### [Task input]
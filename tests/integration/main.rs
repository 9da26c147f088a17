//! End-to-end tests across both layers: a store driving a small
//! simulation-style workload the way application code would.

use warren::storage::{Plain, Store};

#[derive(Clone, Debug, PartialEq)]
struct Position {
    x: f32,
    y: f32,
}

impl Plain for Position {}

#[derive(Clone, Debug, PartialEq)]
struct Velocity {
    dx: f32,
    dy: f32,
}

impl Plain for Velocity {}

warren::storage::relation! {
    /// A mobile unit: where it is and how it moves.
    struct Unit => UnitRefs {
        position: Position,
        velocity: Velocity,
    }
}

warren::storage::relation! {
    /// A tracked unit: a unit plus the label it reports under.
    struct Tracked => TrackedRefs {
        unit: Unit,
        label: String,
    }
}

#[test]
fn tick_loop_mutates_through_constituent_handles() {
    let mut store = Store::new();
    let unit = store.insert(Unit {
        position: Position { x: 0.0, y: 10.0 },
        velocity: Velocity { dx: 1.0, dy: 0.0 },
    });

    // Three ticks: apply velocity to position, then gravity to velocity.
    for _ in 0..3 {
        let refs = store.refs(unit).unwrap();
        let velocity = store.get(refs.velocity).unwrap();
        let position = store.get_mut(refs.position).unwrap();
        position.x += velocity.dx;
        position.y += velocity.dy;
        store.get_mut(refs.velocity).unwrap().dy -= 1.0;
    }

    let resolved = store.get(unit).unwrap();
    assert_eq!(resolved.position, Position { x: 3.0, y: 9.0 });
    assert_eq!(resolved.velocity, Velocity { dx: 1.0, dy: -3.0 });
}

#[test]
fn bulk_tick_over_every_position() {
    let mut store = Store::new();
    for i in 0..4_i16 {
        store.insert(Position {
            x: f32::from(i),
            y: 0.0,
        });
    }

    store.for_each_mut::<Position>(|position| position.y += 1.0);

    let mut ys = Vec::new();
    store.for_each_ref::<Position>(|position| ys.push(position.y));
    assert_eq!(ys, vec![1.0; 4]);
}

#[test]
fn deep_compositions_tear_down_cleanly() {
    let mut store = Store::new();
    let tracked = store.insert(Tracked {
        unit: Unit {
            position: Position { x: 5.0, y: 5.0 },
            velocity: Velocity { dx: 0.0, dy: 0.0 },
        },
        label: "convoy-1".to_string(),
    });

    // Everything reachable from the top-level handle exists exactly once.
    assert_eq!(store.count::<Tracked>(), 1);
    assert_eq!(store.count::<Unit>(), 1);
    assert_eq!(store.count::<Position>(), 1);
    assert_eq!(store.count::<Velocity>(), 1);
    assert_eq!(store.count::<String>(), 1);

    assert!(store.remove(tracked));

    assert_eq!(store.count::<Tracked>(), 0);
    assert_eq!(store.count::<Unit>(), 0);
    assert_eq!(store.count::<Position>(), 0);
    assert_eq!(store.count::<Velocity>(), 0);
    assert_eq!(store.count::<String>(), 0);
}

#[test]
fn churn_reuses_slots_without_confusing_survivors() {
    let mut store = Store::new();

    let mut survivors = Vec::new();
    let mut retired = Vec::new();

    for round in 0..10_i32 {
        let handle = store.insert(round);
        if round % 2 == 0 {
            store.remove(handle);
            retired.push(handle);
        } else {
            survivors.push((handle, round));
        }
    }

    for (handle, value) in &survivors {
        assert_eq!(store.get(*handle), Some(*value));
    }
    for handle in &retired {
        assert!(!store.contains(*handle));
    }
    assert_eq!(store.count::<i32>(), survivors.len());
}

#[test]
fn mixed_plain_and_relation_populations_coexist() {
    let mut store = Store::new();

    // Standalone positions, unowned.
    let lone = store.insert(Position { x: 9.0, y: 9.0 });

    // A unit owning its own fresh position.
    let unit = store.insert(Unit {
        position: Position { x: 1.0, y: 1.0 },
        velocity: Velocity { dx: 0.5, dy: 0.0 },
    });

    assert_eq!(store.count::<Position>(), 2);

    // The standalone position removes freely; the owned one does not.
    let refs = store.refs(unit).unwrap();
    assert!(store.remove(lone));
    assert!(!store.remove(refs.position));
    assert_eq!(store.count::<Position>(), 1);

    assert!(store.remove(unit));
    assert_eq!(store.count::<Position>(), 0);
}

### [About this exercise]
Please copy out each entry exactly as it appears above.

### [Completed exercise]
filename tests/integration/main.rs
repository 9da26c147f088a17
//! End-to-end tests across both layers: a store driving a small
//! simulation-style workload the way application code would.

use warren::storage::{Plain, Store};

#[derive(Clone, Debug, PartialEq)]
struct Position {
    x: f32,
    y: f32,
}

impl Plain for Position {}

#[derive(Clone, Debug, PartialEq)]
struct Velocity {
    dx: f32,
    dy: f32,
}

impl Plain for Velocity {}

warren::storage::relation! {
    /// A mobile unit: where it is and how it moves.
    struct Unit => UnitRefs {
        position: Position,
        velocity: Velocity,
    }
}

warren::storage::relation! {
    /// A tracked unit: a unit plus the label it reports under.
    struct Tracked => TrackedRefs {
        unit: Unit,
        label: String,
    }
}

#[test]
fn tick_loop_mutates_through_constituent_handles() {
    let mut store = Store::new();
    let unit = store.insert(Unit {
        position: Position { x: 0.0, y: 10.0 },
        velocity: Velocity { dx: 1.0, dy: 0.0 },
    });

    // Three ticks: apply velocity to position, then gravity to velocity.
    for _ in 0..3 {
        let refs = store.refs(unit).unwrap();
        let velocity = store.get(refs.velocity).unwrap();
        let position = store.get_mut(refs.position).unwrap();
        position.x += velocity.dx;
        position.y += velocity.dy;
        store.get_mut(refs.velocity).unwrap().dy -= 1.0;
    }

    let resolved = store.get(unit).unwrap();
    assert_eq!(resolved.position, Position { x: 3.0, y: 9.0 });
    assert_eq!(resolved.velocity, Velocity { dx: 1.0, dy: -3.0 });
}

#[test]
fn bulk_tick_over_every_position() {
    let mut store = Store::new();
    for i in 0..4_i16 {
        store.insert(Position {
            x: f32::from(i),
            y: 0.0,
        });
    }

    store.for_each_mut::<Position>(|position| position.y += 1.0);

    let mut ys = Vec::new();
    store.for_each_ref::<Position>(|position| ys.push(position.y));
    assert_eq!(ys, vec![1.0; 4]);
}

#[test]
fn deep_compositions_tear_down_cleanly() {
    let mut store = Store::new();
    let tracked = store.insert(Tracked {
        unit: Unit {
            position: Position { x: 5.0, y: 5.0 },
            velocity: Velocity { dx: 0.0, dy: 0.0 },
        },
        label: "convoy-1".to_string(),
    });

    // Everything reachable from the top-level handle exists exactly once.
    assert_eq!(store.count::<Tracked>(), 1);
    assert_eq!(store.count::<Unit>(), 1);
    assert_eq!(store.count::<Position>(), 1);
    assert_eq!(store.count::<Velocity>(), 1);
    assert_eq!(store.count::<String>(), 1);

    assert!(store.remove(tracked));

    assert_eq!(store.count::<Tracked>(), 0);
    assert_eq!(store.count::<Unit>(), 0);
    assert_eq!(store.count::<Position>(), 0);
    assert_eq!(store.count::<Velocity>(), 0);
    assert_eq!(store.count::<String>(), 0);
}

#[test]
fn churn_reuses_slots_without_confusing_survivors() {
    let mut store = Store::new();

    let mut survivors = Vec::new();
    let mut retired = Vec::new();

    for round in 0..10_i32 {
        let handle = store.insert(round);
        if round % 2 == 0 {
            store.remove(handle);
            retired.push(handle);
        } else {
            survivors.push((handle, round));
        }
    }

    for (handle, value) in &survivors {
        assert_eq!(store.get(*handle), Some(*value));
    }
    for handle in &retired {
        assert!(!store.contains(*handle));
    }
    assert_eq!(store.count::<i32>(), survivors.len());
}

#[test]
fn mixed_plain_and_relation_populations_coexist() {
    let mut store = Store::new();

    // Standalone positions, unowned.
    let lone = store.insert(Position { x: 9.0, y: 9.0 });

    // A unit owning its own fresh position.
    let unit = store.insert(Unit {
        position: Position { x: 1.0, y: 1.0 },
        velocity: Velocity { dx: 0.5, dy: 0.0 },
    });

    assert_eq!(store.count::<Position>(), 2);

    // The standalone position removes freely; the owned one does not.
    let refs = store.refs(unit).unwrap();
    assert!(store.remove(lone));
    assert!(!store.remove(refs.position));
    assert_eq!(store.count::<Position>(), 1);

    assert!(store.remove(unit));
    assert_eq!(store.count::<Position>(), 0);
}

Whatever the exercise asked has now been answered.